Could each record be written out again exactly as it stands?

---------- INFORMATION PROVIDED

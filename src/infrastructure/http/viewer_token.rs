use anyhow::{Context, Result};
use async_trait::async_trait;
use std::sync::Arc;

use crate::{
    domain::{
        repositories::viewer_token::ViewerTokenSource,
        value_objects::viewer::{TokenResponse, VIEWER_TOKEN_PATH},
    },
    infrastructure::http::api_client::TwinApiClient,
};

pub struct ViewerTokenHttp {
    api: Arc<TwinApiClient>,
}

impl ViewerTokenHttp {
    pub fn new(api: Arc<TwinApiClient>) -> Self {
        Self { api }
    }
}

#[async_trait]
impl ViewerTokenSource for ViewerTokenHttp {
    async fn fetch_token(&self) -> Result<String> {
        let url = self.api.endpoint(VIEWER_TOKEN_PATH)?;

        let resp = self
            .api
            .http()
            .get(url)
            .send()
            .await
            .context("viewer token request failed")?;
        let resp = TwinApiClient::ensure_success(resp, "fetch viewer token").await?;

        let parsed: TokenResponse = resp
            .json()
            .await
            .context("malformed viewer token response")?;
        Ok(parsed.token)
    }
}
use anyhow::{Context, Result};
use std::time::Duration;
use tracing::error;
use url::Url;

use crate::config::config_model::TwinApi;

const BODY_PREVIEW_CHARS: usize = 512;

/// Shared reqwest client for the workbench server's `/api` routes.
#[derive(Debug, Clone)]
pub struct TwinApiClient {
    http: reqwest::Client,
    base_url: Url,
}

impl TwinApiClient {
    pub fn new(config: &TwinApi) -> Result<Self> {
        let mut builder = reqwest::Client::builder();
        if let Some(timeout) = config.timeout {
            builder = builder.timeout(Duration::from_secs(timeout));
        }

        let http = builder.build().context("failed to build HTTP client")?;

        Ok(Self {
            http,
            base_url: config.base_url.clone(),
        })
    }

    pub fn http(&self) -> &reqwest::Client {
        &self.http
    }

    /// Resolves an absolute API path (`/api/...`) against the base URL,
    /// keeping any prefix the base URL carries.
    pub fn endpoint(&self, path: &str) -> Result<Url> {
        self.base_url
            .join(path.trim_start_matches('/'))
            .with_context(|| format!("failed to build URL for {}", path))
    }

    pub async fn ensure_success(resp: reqwest::Response, context: &str) -> Result<reqwest::Response> {
        if resp.status().is_success() {
            return Ok(resp);
        }

        let status = resp.status();
        let url = resp.url().to_string();
        let body = match resp.text().await {
            Ok(text) if !text.is_empty() => text,
            Ok(_) => "<empty response body>".to_string(),
            Err(err) => format!("<failed to read response body: {err}>"),
        };
        let preview = body.chars().take(BODY_PREVIEW_CHARS).collect::<String>();

        error!(
            status = %status,
            url = %url,
            response_body = %preview,
            context = %context,
            "twin api request failed"
        );

        anyhow::bail!("Twin API request failed: {} (status {})", context, status);
    }
}
pub mod usecases;
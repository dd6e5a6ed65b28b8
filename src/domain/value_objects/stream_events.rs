use anyhow::{Context, Result};
use serde::Deserialize;

use super::enums::simulation_channels::SimulationChannel;

/// `motor_update` payload. The simulator sends more fields (status,
/// temperature); only `rpm` is displayed.
#[derive(Debug, Clone, Deserialize, PartialEq)]
pub struct MotorUpdate {
    pub rpm: f64,
}

/// `arm_position` payload.
#[derive(Debug, Clone, Deserialize, PartialEq)]
pub struct ArmPosition {
    pub degrees: Vec<f64>,
}

#[derive(Debug, Clone, PartialEq)]
pub enum StreamEvent {
    Motor(MotorUpdate),
    Arm(ArmPosition),
}

impl StreamEvent {
    pub fn decode(channel: SimulationChannel, payload: serde_json::Value) -> Result<Self> {
        match channel {
            SimulationChannel::Motor => serde_json::from_value(payload)
                .map(StreamEvent::Motor)
                .context("invalid motor_update payload"),
            SimulationChannel::Arm => serde_json::from_value(payload)
                .map(StreamEvent::Arm)
                .context("invalid arm_position payload"),
        }
    }

    pub fn status_text(&self) -> String {
        match self {
            StreamEvent::Motor(update) => format!("Motor RPM: {}", format_number(update.rpm)),
            StreamEvent::Arm(position) => {
                let joined = position
                    .degrees
                    .iter()
                    .map(|degree| format_number(*degree))
                    .collect::<Vec<_>>()
                    .join(", ");
                format!("Arm Position: {}", joined)
            }
        }
    }
}

/// Renders numbers the way the browser front end shows them: integral
/// values without a fractional part, never `-0`, and exponent form outside
/// `[1e-6, 1e21)`.
pub fn format_number(value: f64) -> String {
    if value == 0.0 {
        return "0".to_string();
    }
    if value.is_nan() {
        return "NaN".to_string();
    }
    if value.is_infinite() {
        return if value > 0.0 { "Infinity" } else { "-Infinity" }.to_string();
    }

    let magnitude = value.abs();
    if magnitude >= 1e21 || magnitude < 1e-6 {
        let formatted = format!("{:e}", value);
        return match formatted.split_once('e') {
            Some((mantissa, exponent)) if !exponent.starts_with('-') => {
                format!("{}e+{}", mantissa, exponent)
            }
            _ => formatted,
        };
    }

    format!("{}", value)
}

#[cfg(test)]
mod tests {
    use super::*;
    use serde_json::json;

    #[test]
    fn motor_status_text() {
        let event = StreamEvent::decode(
            SimulationChannel::Motor,
            json!({"motor_id": "M1", "rpm": 2000, "status": "spinning up"}),
        )
        .unwrap();
        assert_eq!(event.status_text(), "Motor RPM: 2000");
    }

    #[test]
    fn fractional_rpm_is_kept() {
        let event = StreamEvent::decode(SimulationChannel::Motor, json!({"rpm": 1500.5})).unwrap();
        assert_eq!(event.status_text(), "Motor RPM: 1500.5");
    }

    #[test]
    fn arm_status_text_joins_degrees() {
        let event =
            StreamEvent::decode(SimulationChannel::Arm, json!({"degrees": [10, 20, 30]})).unwrap();
        assert_eq!(event.status_text(), "Arm Position: 10, 20, 30");
    }

    #[test]
    fn empty_degrees_render_an_empty_list() {
        let event = StreamEvent::decode(SimulationChannel::Arm, json!({"degrees": []})).unwrap();
        assert_eq!(event.status_text(), "Arm Position: ");
    }

    #[test]
    fn payload_for_the_wrong_channel_is_rejected() {
        assert!(StreamEvent::decode(SimulationChannel::Arm, json!({"rpm": 10})).is_err());
        assert!(StreamEvent::decode(SimulationChannel::Motor, json!("fast")).is_err());
    }

    #[test]
    fn negative_zero_prints_as_zero() {
        assert_eq!(format_number(-0.0), "0");
        assert_eq!(format_number(-12.25), "-12.25");
    }

    #[test]
    fn extreme_magnitudes_use_exponent_form() {
        assert_eq!(format_number(1e21), "1e+21");
        assert_eq!(format_number(-2.5e22), "-2.5e+22");
        assert_eq!(format_number(1e-7), "1e-7");
        assert_eq!(format_number(1.5e-7), "1.5e-7");
        assert_eq!(format_number(999999999999999900000.0), "999999999999999900000");
        assert_eq!(format_number(0.000001), "0.000001");
    }
}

--------------------

ANSWER AREA:
filename src/infrastructure/http/viewer_token.rs
use anyhow::{Context, Result};
use async_trait::async_trait;
use std::sync::Arc;

use crate::{
    domain::{
        repositories::viewer_token::ViewerTokenSource,
        value_objects::viewer::{TokenResponse, VIEWER_TOKEN_PATH},
    },
    infrastructure::http::api_client::TwinApiClient,
};

pub struct ViewerTokenHttp {
    api: Arc<TwinApiClient>,
}

impl ViewerTokenHttp {
    pub fn new(api: Arc<TwinApiClient>) -> Self {
        Self { api }
    }
}

#[async_trait]
impl ViewerTokenSource for ViewerTokenHttp {
    async fn fetch_token(&self) -> Result<String> {
        let url = self.api.endpoint(VIEWER_TOKEN_PATH)?;

        let resp = self
            .api
            .http()
            .get(url)
            .send()
            .await
            .context("viewer token request failed")?;
        let resp = TwinApiClient::ensure_success(resp, "fetch viewer token").await?;

        let parsed: TokenResponse = resp
            .json()
            .await
            .context("malformed viewer token response")?;
        Ok(parsed.token)
    }
}
use anyhow::{Context, Result};
use std::time::Duration;
use tracing::error;
use url::Url;

use crate::config::config_model::TwinApi;

const BODY_PREVIEW_CHARS: usize = 512;

/// Shared reqwest client for the workbench server's `/api` routes.
#[derive(Debug, Clone)]
pub struct TwinApiClient {
    http: reqwest::Client,
    base_url: Url,
}

impl TwinApiClient {
    pub fn new(config: &TwinApi) -> Result<Self> {
        let mut builder = reqwest::Client::builder();
        if let Some(timeout) = config.timeout {
            builder = builder.timeout(Duration::from_secs(timeout));
        }

        let http = builder.build().context("failed to build HTTP client")?;

        Ok(Self {
            http,
            base_url: config.base_url.clone(),
        })
    }

    pub fn http(&self) -> &reqwest::Client {
        &self.http
    }

    /// Resolves an absolute API path (`/api/...`) against the base URL,
    /// keeping any prefix the base URL carries.
    pub fn endpoint(&self, path: &str) -> Result<Url> {
        self.base_url
            .join(path.trim_start_matches('/'))
            .with_context(|| format!("failed to build URL for {}", path))
    }

    pub async fn ensure_success(resp: reqwest::Response, context: &str) -> Result<reqwest::Response> {
        if resp.status().is_success() {
            return Ok(resp);
        }

        let status = resp.status();
        let url = resp.url().to_string();
        let body = match resp.text().await {
            Ok(text) if !text.is_empty() => text,
            Ok(_) => "<empty response body>".to_string(),
            Err(err) => format!("<failed to read response body: {err}>"),
        };
        let preview = body.chars().take(BODY_PREVIEW_CHARS).collect::<String>();

        error!(
            status = %status,
            url = %url,
            response_body = %preview,
            context = %context,
            "twin api request failed"
        );

        anyhow::bail!("Twin API request failed: {} (status {})", context, status);
    }
}
pub mod usecases;
repository dd6e5a6ed65b28b8
filename src/domain/value_objects/stream_events.rs
use anyhow::{Context, Result};
use serde::Deserialize;

use super::enums::simulation_channels::SimulationChannel;

/// `motor_update` payload. The simulator sends more fields (status,
/// temperature); only `rpm` is displayed.
#[derive(Debug, Clone, Deserialize, PartialEq)]
pub struct MotorUpdate {
    pub rpm: f64,
}

/// `arm_position` payload.
#[derive(Debug, Clone, Deserialize, PartialEq)]
pub struct ArmPosition {
    pub degrees: Vec<f64>,
}

#[derive(Debug, Clone, PartialEq)]
pub enum StreamEvent {
    Motor(MotorUpdate),
    Arm(ArmPosition),
}

impl StreamEvent {
    pub fn decode(channel: SimulationChannel, payload: serde_json::Value) -> Result<Self> {
        match channel {
            SimulationChannel::Motor => serde_json::from_value(payload)
                .map(StreamEvent::Motor)
                .context("invalid motor_update payload"),
            SimulationChannel::Arm => serde_json::from_value(payload)
                .map(StreamEvent::Arm)
                .context("invalid arm_position payload"),
        }
    }

    pub fn status_text(&self) -> String {
        match self {
            StreamEvent::Motor(update) => format!("Motor RPM: {}", format_number(update.rpm)),
            StreamEvent::Arm(position) => {
                let joined = position
                    .degrees
                    .iter()
                    .map(|degree| format_number(*degree))
                    .collect::<Vec<_>>()
                    .join(", ");
                format!("Arm Position: {}", joined)
            }
        }
    }
}

/// Renders numbers the way the browser front end shows them: integral
/// values without a fractional part, never `-0`, and exponent form outside
/// `[1e-6, 1e21)`.
pub fn format_number(value: f64) -> String {
    if value == 0.0 {
        return "0".to_string();
    }
    if value.is_nan() {
        return "NaN".to_string();
    }
    if value.is_infinite() {
        return if value > 0.0 { "Infinity" } else { "-Infinity" }.to_string();
    }

    let magnitude = value.abs();
    if magnitude >= 1e21 || magnitude < 1e-6 {
        let formatted = format!("{:e}", value);
        return match formatted.split_once('e') {
            Some((mantissa, exponent)) if !exponent.starts_with('-') => {
                format!("{}e+{}", mantissa, exponent)
            }
            _ => formatted,
        };
    }

    format!("{}", value)
}

#[cfg(test)]
mod tests {
    use super::*;
    use serde_json::json;

    #[test]
    fn motor_status_text() {
        let event = StreamEvent::decode(
            SimulationChannel::Motor,
            json!({"motor_id": "M1", "rpm": 2000, "status": "spinning up"}),
        )
        .unwrap();
        assert_eq!(event.status_text(), "Motor RPM: 2000");
    }

    #[test]
    fn fractional_rpm_is_kept() {
        let event = StreamEvent::decode(SimulationChannel::Motor, json!({"rpm": 1500.5})).unwrap();
        assert_eq!(event.status_text(), "Motor RPM: 1500.5");
    }

    #[test]
    fn arm_status_text_joins_degrees() {
        let event =
            StreamEvent::decode(SimulationChannel::Arm, json!({"degrees": [10, 20, 30]})).unwrap();
        assert_eq!(event.status_text(), "Arm Position: 10, 20, 30");
    }

    #[test]
    fn empty_degrees_render_an_empty_list() {
        let event = StreamEvent::decode(SimulationChannel::Arm, json!({"degrees": []})).unwrap();
        assert_eq!(event.status_text(), "Arm Position: ");
    }

    #[test]
    fn payload_for_the_wrong_channel_is_rejected() {
        assert!(StreamEvent::decode(SimulationChannel::Arm, json!({"rpm": 10})).is_err());
        assert!(StreamEvent::decode(SimulationChannel::Motor, json!("fast")).is_err());
    }

    #[test]
    fn negative_zero_prints_as_zero() {
        assert_eq!(format_number(-0.0), "0");
        assert_eq!(format_number(-12.25), "-12.25");
    }

    #[test]
    fn extreme_magnitudes_use_exponent_form() {
        assert_eq!(format_number(1e21), "1e+21");
        assert_eq!(format_number(-2.5e22), "-2.5e+22");
        assert_eq!(format_number(1e-7), "1e-7");
        assert_eq!(format_number(1.5e-7), "1.5e-7");
        assert_eq!(format_number(999999999999999900000.0), "999999999999999900000");
        assert_eq!(format_number(0.000001), "0.000001");
    }
}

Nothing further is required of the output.